Ogni volta che salivo sulla mia spider dovevo fare i conti con lo stigma di una società che vede gli spastici in particolare come persone con deficit intellettivo relazionale, quindi, smettevano di parlare direttamente con me, guardando il mio accompagnatore mentre rispondevano alle mie domande.
Da quando mi sono sposata non è cambiato nulla. Mio marito è troppo spesso percepito come mio fratello, addirittura come mio padre, come il mio accompagnatore, il mio tutore, ma mai come mio marito.
Del resto la percezione comune è che le persone con disabilità siano esseri asessuati, non in grado di provare pulsioni, emozioni o sentimenti, che non siano quelli casti e innocenti dei bambini.
Al massimo, i desideri dei disabili vengono trattati come qualcosa da medicalizzare e da assistere, magari con figure specifiche che trattano la sessualità dei disabili come un qualcosa di meccanico, totalmente avulso dai sentimenti.
Durante i mesi di gravidanza abbiamo incontrato tantissimi stereotipi che ci hanno fatto molto ridere: persone che non mi avevano mai visto prima che erano convinte che fossi “semplicemente ingrassata”, o se Luca fosse mio fratello, se abitassimo insieme e altre curiosità che abbiamo raccontato con un video molto popolare sui social.
Poi c’erano le donne incinte come me che se mi incontravano ed io ero seduta iniziavano a chiedermi del bambino, se mi incontravano ed ero in piedi avevano uno sguardo interrogativo che affogavano in un imbarazzato
silenzio davanti alle mie semplici domande.
La disabilità fa paura.

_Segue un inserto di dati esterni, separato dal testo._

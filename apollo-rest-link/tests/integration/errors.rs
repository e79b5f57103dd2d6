use std::time::Duration;

use apollo_rest_link::Configuration;
use apollo_rest_link::Request;
use apollo_rest_link::RestLink;
use apollo_rest_link::error::NetworkError;
use apollo_rest_link::error::QueryShapeError;
use apollo_rest_link::error::RestLinkError;
use apollo_rest_link::error::TransformError;
use apollo_rest_link::type_patcher::Patch;
use http::StatusCode;
use pretty_assertions::assert_eq;
use serde_json_bytes::json;
use tokio_util::sync::CancellationToken;
use tower::ServiceExt;
use wiremock::Mock;
use wiremock::MockServer;
use wiremock::ResponseTemplate;
use wiremock::matchers::method;
use wiremock::matchers::path;

use super::configuration;
use super::execute;
use super::link;
use super::mock_api;

#[tokio::test]
async fn error_status_carries_the_body() {
    let server = MockServer::start().await;
    Mock::given(method("GET"))
        .and(path("/post/1"))
        .respond_with(
            ResponseTemplate::new(500).set_body_json(serde_json::json!({ "message": "boom" })),
        )
        .mount(&server)
        .await;

    let error = execute(
        &link(&server),
        r#"query { post @rest(type: "Post", path: "/post/1") { id } }"#,
        json!({}),
    )
    .await
    .unwrap_err();

    let RestLinkError::Network(error) = error else {
        panic!("expected a network error");
    };
    assert_eq!(error.status(), Some(StatusCode::INTERNAL_SERVER_ERROR));
    let NetworkError::Status { body, json, .. } = error else {
        panic!("expected a status error");
    };
    assert_eq!(body, r#"{"message":"boom"}"#);
    assert_eq!(json, Some(json!({ "message": "boom" })));
}

#[tokio::test]
async fn invalid_json_is_reported() {
    let server = MockServer::start().await;
    Mock::given(path("/post/1"))
        .respond_with(ResponseTemplate::new(200).set_body_string("<html>"))
        .mount(&server)
        .await;

    let error = execute(
        &link(&server),
        r#"query { post @rest(type: "Post", path: "/post/1") { id } }"#,
        json!({}),
    )
    .await
    .unwrap_err();
    assert!(matches!(
        error,
        RestLinkError::Network(NetworkError::InvalidResponseBody { .. })
    ));
}

#[tokio::test]
async fn transport_failures_are_network_errors() {
    let link = RestLink::builder()
        .configuration(Configuration {
            uri: Some("http://127.0.0.1:1".to_string()),
            ..Default::default()
        })
        .build()
        .unwrap();

    let error = execute(
        &link,
        r#"query { post @rest(type: "Post", path: "/post/1") { id } }"#,
        json!({}),
    )
    .await
    .unwrap_err();
    assert!(matches!(
        error,
        RestLinkError::Network(NetworkError::Transport { uri, .. }) if uri == "http://127.0.0.1:1/post/1"
    ));
}

#[tokio::test]
async fn type_patcher_failures_propagate() {
    let server = MockServer::start().await;
    mock_api::post_1().mount(&server).await;
    let link = RestLink::builder()
        .configuration(configuration(&server))
        .type_patcher("Post", Patch::new(|_, _, _| Err("cannot patch".into())))
        .build()
        .unwrap();

    let error = execute(
        &link,
        r#"query { post @rest(type: "Post", path: "/post/1") { id } }"#,
        json!({}),
    )
    .await
    .unwrap_err();
    assert_eq!(
        error,
        RestLinkError::Transform(TransformError::TypePatcher {
            type_name: "Post".to_string(),
            reason: "cannot patch".to_string(),
        })
    );
}

#[tokio::test]
async fn subscriptions_are_not_supported() {
    let server = MockServer::start().await;
    let error = execute(
        &link(&server),
        r#"subscription { posts @rest(type: "Post", path: "/posts") { id } }"#,
        json!({}),
    )
    .await
    .unwrap_err();
    assert_eq!(
        error.to_string(),
        "A `subscription` operation is not supported yet"
    );
}

#[tokio::test]
async fn both_path_and_path_builder() {
    let server = MockServer::start().await;
    let link = RestLink::builder()
        .configuration(configuration(&server))
        .registry(apollo_rest_link::registry::Registry::new().with_path_builder(
            "postPath",
            apollo_rest_link::path_template::PathBuilder::new(|_| Ok("/post/1".to_string())),
        ))
        .build()
        .unwrap();
    let error = link
        .parse_operation(
            r#"query { post @rest(type: "Post", path: "/post/1", pathBuilder: $postPath) { id } }"#,
            None,
        )
        .unwrap_err();
    assert_eq!(
        error,
        QueryShapeError::BothPathAndPathBuilder {
            type_name: "Post".to_string()
        }
    );
}

#[tokio::test]
async fn usable_as_a_tower_service() {
    let server = MockServer::start().await;
    mock_api::post_1().mount(&server).await;
    let link = link(&server);
    let operation = link
        .parse_operation(
            r#"query { post @rest(type: "Post", path: "/post/1") { id } }"#,
            None,
        )
        .unwrap();

    let response = link
        .oneshot(Request::builder().operation(operation).build())
        .await
        .unwrap();
    assert_eq!(
        response.data,
        json!({ "post": { "id": "1", "__typename": "Post" } })
    );
}

#[tokio::test]
async fn cancelled_operations_return_nothing() {
    let server = MockServer::start().await;
    Mock::given(path("/post/1"))
        .respond_with(
            ResponseTemplate::new(200)
                .set_body_json(serde_json::json!({ "id": "1" }))
                .set_delay(Duration::from_secs(30)),
        )
        .mount(&server)
        .await;
    let link = link(&server);
    let operation = link
        .parse_operation(
            r#"query { post @rest(type: "Post", path: "/post/1") { id } }"#,
            None,
        )
        .unwrap();

    let token = CancellationToken::new();
    let canceller = token.clone();
    tokio::spawn(async move {
        tokio::time::sleep(Duration::from_millis(50)).await;
        canceller.cancel();
    });

    let result = tokio::time::timeout(
        Duration::from_secs(5),
        link.execute_with_cancellation(Request::builder().operation(operation).build(), token),
    )
    .await
    .unwrap();
    assert!(result.is_none());
}
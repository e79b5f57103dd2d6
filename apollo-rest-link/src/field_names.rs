//! Rewrites the keys of JSON trees.
//!
//! Responses are normalized into the field names used by the operation, and
//! request bodies are denormalized into the names the REST endpoint expects.

use std::sync::Arc;

use heck::ToKebabCase;
use heck::ToLowerCamelCase;
use heck::ToShoutySnakeCase;
use heck::ToSnakeCase;
use heck::ToUpperCamelCase;
use schemars::JsonSchema;
use serde::Deserialize;
use serde::Serialize;
use serde_json_bytes::ByteString;
use serde_json_bytes::Map;
use serde_json_bytes::Value as JSON;
use tower::BoxError;

use crate::error::TransformError;
use crate::type_patcher::TYPENAME;

/// Built-in key conventions.
#[derive(Clone, Copy, Debug, Deserialize, Serialize, JsonSchema, PartialEq, Eq)]
pub enum FieldNameCase {
    #[serde(rename = "camelCase")]
    CamelCase,
    #[serde(rename = "PascalCase")]
    PascalCase,
    #[serde(rename = "snake_case")]
    SnakeCase,
    #[serde(rename = "kebab-case")]
    KebabCase,
    #[serde(rename = "SCREAMING_SNAKE_CASE")]
    ScreamingSnakeCase,
}

impl FieldNameCase {
    pub fn parse(name: &str) -> Option<Self> {
        match name {
            "camelCase" => Some(Self::CamelCase),
            "PascalCase" => Some(Self::PascalCase),
            "snake_case" => Some(Self::SnakeCase),
            "kebab-case" => Some(Self::KebabCase),
            "SCREAMING_SNAKE_CASE" => Some(Self::ScreamingSnakeCase),
            _ => None,
        }
    }

    fn convert(self, key: &str) -> String {
        match self {
            Self::CamelCase => key.to_lower_camel_case(),
            Self::PascalCase => key.to_upper_camel_case(),
            Self::SnakeCase => key.to_snake_case(),
            Self::KebabCase => key.to_kebab_case(),
            Self::ScreamingSnakeCase => key.to_shouty_snake_case(),
        }
    }
}

type TransformFn = dyn Fn(&str) -> Result<String, BoxError> + Send + Sync;

/// A function rewriting a single key.
#[derive(Clone)]
pub struct FieldNameTransform(Arc<TransformFn>);

impl FieldNameTransform {
    pub fn new<F>(transform: F) -> Self
    where
        F: Fn(&str) -> String + Send + Sync + 'static,
    {
        Self(Arc::new(move |key: &str| Ok(transform(key))))
    }

    pub fn fallible<F>(transform: F) -> Self
    where
        F: Fn(&str) -> Result<String, BoxError> + Send + Sync + 'static,
    {
        Self(Arc::new(transform))
    }

    pub fn case(case: FieldNameCase) -> Self {
        Self::new(move |key| case.convert(key))
    }

    pub fn rename_key(&self, key: &str) -> Result<String, TransformError> {
        if key == TYPENAME {
            return Ok(key.to_string());
        }
        (self.0)(key).map_err(|err| TransformError::FieldName {
            key: key.to_string(),
            reason: err.to_string(),
        })
    }

    /// Rewrite every key of every object in `value`, leaving values alone.
    pub fn transform_keys(&self, value: &JSON) -> Result<JSON, TransformError> {
        match value {
            JSON::Object(object) => {
                let mut renamed = Map::new();
                for (key, child) in object.iter() {
                    renamed.insert(
                        ByteString::from(self.rename_key(key.as_str())?),
                        self.transform_keys(child)?,
                    );
                }
                Ok(JSON::Object(renamed))
            }
            JSON::Array(items) => items
                .iter()
                .map(|item| self.transform_keys(item))
                .collect::<Result<Vec<_>, _>>()
                .map(JSON::Array),
            other => Ok(other.clone()),
        }
    }
}

impl From<FieldNameCase> for FieldNameTransform {
    fn from(case: FieldNameCase) -> Self {
        Self::case(case)
    }
}

impl std::fmt::Debug for FieldNameTransform {
    fn fmt(&self, f: &mut std::fmt::Formatter<'_>) -> std::fmt::Result {
        f.write_str("FieldNameTransform")
    }
}

/// Pick the transform for one direction: a per-call transform wins over the
/// link level one.
pub(crate) fn select<'a>(
    call: Option<&'a FieldNameTransform>,
    link: Option<&'a FieldNameTransform>,
) -> Option<&'a FieldNameTransform> {
    call.or(link)
}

Spaventa perché non si conosce e non si sa come relazionarsi, manda in confusione e impedisce di andare oltre le convenzioni sociali e i pregiudizi.
La carrozzina per me è sempre stata una fedele alleata nei momenti difficili: a Vienna mi ha insegnato l’autonomia e il divertimento, a Berlino è stata le mie gambe e la mia libertà di visitare la città e vivere insieme agli altri ragazzi dello studentato di Biesdorf, a Lipsia è stata la mia fedele compagna di viaggio durante le avventure in giro per l’Europa, durante la
gravidanza è stata la mia sicurezza: negli ultimi giorni, quando il peso della pancia era insostenibile, lei era lì al mio fianco. Una fedele compagna di avventura.
Ora che mio figlio ha quasi 9 mesi ha iniziato la scoperta del mondo e della casa, di tutto ciò che lo circonda. Nel suo girovagare ha trovato anche la mia compagna di avventure e ha iniziato a studiarla, come ha fatto con le casse
dell’acqua, lo specchio, il lettino e i suoi libri, come un oggetto qualunque. È bellissimo osservarlo: studia le ruote piccole, il poggiapiedi, i raggi delle ruote grandi, li segue scorrendo sopra la mano, fino a raggiungere la barra per spingere e, soddisfatto, si tira su in piedi, esattamente come fa nel lettino, con il tavolinetto basso o con il divano.
Non vede differenze, perché in realtà non ci sono: sono tutti oggetti utili per osservare il mondo dall’alto, se invece sono a bordo è un modo per farsi prendere in braccio. Punto.
Ogni tanto penso a cosa rispondere quando mi chiederà «mamma, perché tu cammini così?», perché non potrò nascondermi come fanno gli altri genitori dietro a un «te lo spiego dopo!», perché per lui quella sarà una domanda esistenziale, esattamente come «come sono nato?».